Putin master of all he surveys as Russians cast ballots

In a Russia at war, there is only one real candidate and only one winner - Vladimir Putin.

As Russians began casting their ballots in the Friday to Sunday election across the country's 11 time zones, the 71-year-old former KGB lieutenant colonel's popularity was high amid strong support for the war in Ukraine.

"I support Putin and, of course, I will vote for him," said Lyudmila Petrova, 46.

"Putin raised Russia up from its knees and Russia will defeat the West and Ukraine. 

"You cannot defeat Russia - ever," Petrova said. 

Russian servicemen fill their ballots in voting booths
The war in Ukraine has helped Vladimir Putin tighten his grip on power as Russians cast their votes.

The West views Putin as an autocrat, a war criminal, a killer and even, as US President Joe Biden said in February, a "crazy SOB" who US officials say has enslaved Russia in a corrupt dictatorship that leads to strategic ruin.

But in Russia, the war has helped Putin tighten his grip on power and boost his popularity with Russians, according to polls and interviews with senior Russian sources.

"Don't have any doubt: this is a job for life," said one powerful Russian who is acquainted with thinking at the top levels of the Kremlin. 

He spoke to Reuters on condition of anonymity to voice his views on political issues.

"Putin has no competitors - he is at a completely different level. 

"The West made a very serious mistake by helping to unify a large part of the Russian elite and the Russian population around Putin with its sanctions and its vilification of Russia."

Putin ordered a full-scale invasion of Ukraine in February 2022 after eight years of conflict in eastern Ukraine between Kyiv's forces on one side and pro-Russian Ukrainians and Russian proxies on the other.

Tens of thousands of soldiers have been killed and many more wounded on both sides, thousands of Ukrainian civilians are dead and Ukraine's economy and infrastructure have suffered damage worth hundreds of billions of dollars.

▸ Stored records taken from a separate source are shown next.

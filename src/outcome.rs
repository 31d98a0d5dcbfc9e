//! Per-batch outcome tally and completion summary.

use serde::{Deserialize, Serialize};

/// One record or file that did not make it into the store cleanly.
#[derive(Debug, Clone, PartialEq, Eq, Serialize, Deserialize)]
pub struct OutcomeEntry {
    pub file: String,
    pub reason: String,
    #[serde(default, skip_serializing_if = "Option::is_none")]
    pub name: Option<String>,
}

impl OutcomeEntry {
    pub fn new(file: impl Into<String>, reason: impl Into<String>, name: Option<&str>) -> Self {
        Self {
            file: file.into(),
            reason: reason.into(),
            name: name.map(str::to_string),
        }
    }
}

/// Running tally for one batch. Created fresh by every `start()`.
#[derive(Debug, Clone, Default, PartialEq, Eq)]
pub struct BatchOutcome {
    pub saved: usize,
    pub duplicates: usize,
    pub errors: usize,
    pub skipped: usize,
    /// Saved records with at least one empty field. Also counted in `saved`.
    pub partial: usize,
    pub files_processed: usize,
    pub files_failed: usize,
    pub entries: Vec<OutcomeEntry>,
}

impl BatchOutcome {
    pub fn summary(&self, was_stopped: bool) -> BatchSummary {
        BatchSummary {
            total_saved: self.saved,
            total_duplicates: self.duplicates,
            total_partial: self.partial,
            total_errors: self.errors,
            total_skipped: self.skipped,
            files_processed: self.files_processed,
            files_failed: self.files_failed,
            was_stopped,
            entries: self.entries.clone(),
        }
    }
}

/// What a finished (or stopped) batch reports to its caller.
#[derive(Debug, Clone, Default, PartialEq, Eq, Serialize, Deserialize)]
#[serde(rename_all = "camelCase")]
pub struct BatchSummary {
    pub total_saved: usize,
    pub total_duplicates: usize,
    pub total_partial: usize,
    pub total_errors: usize,
    pub total_skipped: usize,
    pub files_processed: usize,
    pub files_failed: usize,
    pub was_stopped: bool,
    pub entries: Vec<OutcomeEntry>,
}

The West, which says Putin is a threat well beyond the former Soviet Union, has supplied Ukraine with hundreds of billions of dollars worth of aid, weapons and top-level intelligence. 

Western leaders accuse Putin of waging a brutal imperial-style war aimed at restoring Russia’s global clout.

Putin casts the war as part of an existential battle with a declining and decadent West which he says humiliated Russia after the Berlin Wall fell in 1989 by encroaching on what Putin considers to be Moscow's sphere of influence, including Ukraine.

Russians voting
Russians are voting in a presidential election likely to extend President Vladimir Putin's rule.

That appeals to many Russians who are suspicious about the West's politics and intentions, if not its consumer goods. 

Top Kremlin officials, some sporting sweatshirts bearing the words "Putin's Team", speak openly of war with NATO.

Putin's approval rating is currently 86 per cent, up from 71 per cent before the invasion of Ukraine, according to Levada Centre, a respected Russian pollster. 

Putin's rating also jumped during the 2008 war with Georgia and the 2014 annexation of Crimea from Ukraine.

Russian television and a sophisticated social media operation project Putin as a robust patriot and deride Western leaders such as Biden as weak, foolish and deceitful.

"For many Russians, who are partly inspired by propaganda but most importantly by their own inner convictions, Russia is in an age-old struggle with the West - and what is currently happening is an episode in this struggle," Alexei Levinson, head of sociocultural research at Levada, told Reuters.

Putin is leaving little to chance. 

Since the full-scale invasion of Ukraine, authorities have cracked down on any sign of dissent. 

Hundreds of people have been arrested for expressing their opposition and protests are banned.

State media dominates Russia's airwaves and is staunchly loyal to Putin. 

The task of the three rival candidates - none of whom have approval ratings of more than six per cent - is to lose. 

The leaders of Russia's fragmented opposition are either abroad, in prison, silent, or dead.

Alexei Navalny, Russia's most prominent opposition leader, died on February 16 in the "Polar Wolf" Arctic penal colony, the prison service said. 

His widow, Yulia, has called on Russians to turn up at polling stations at noon on Sunday to show their opposition.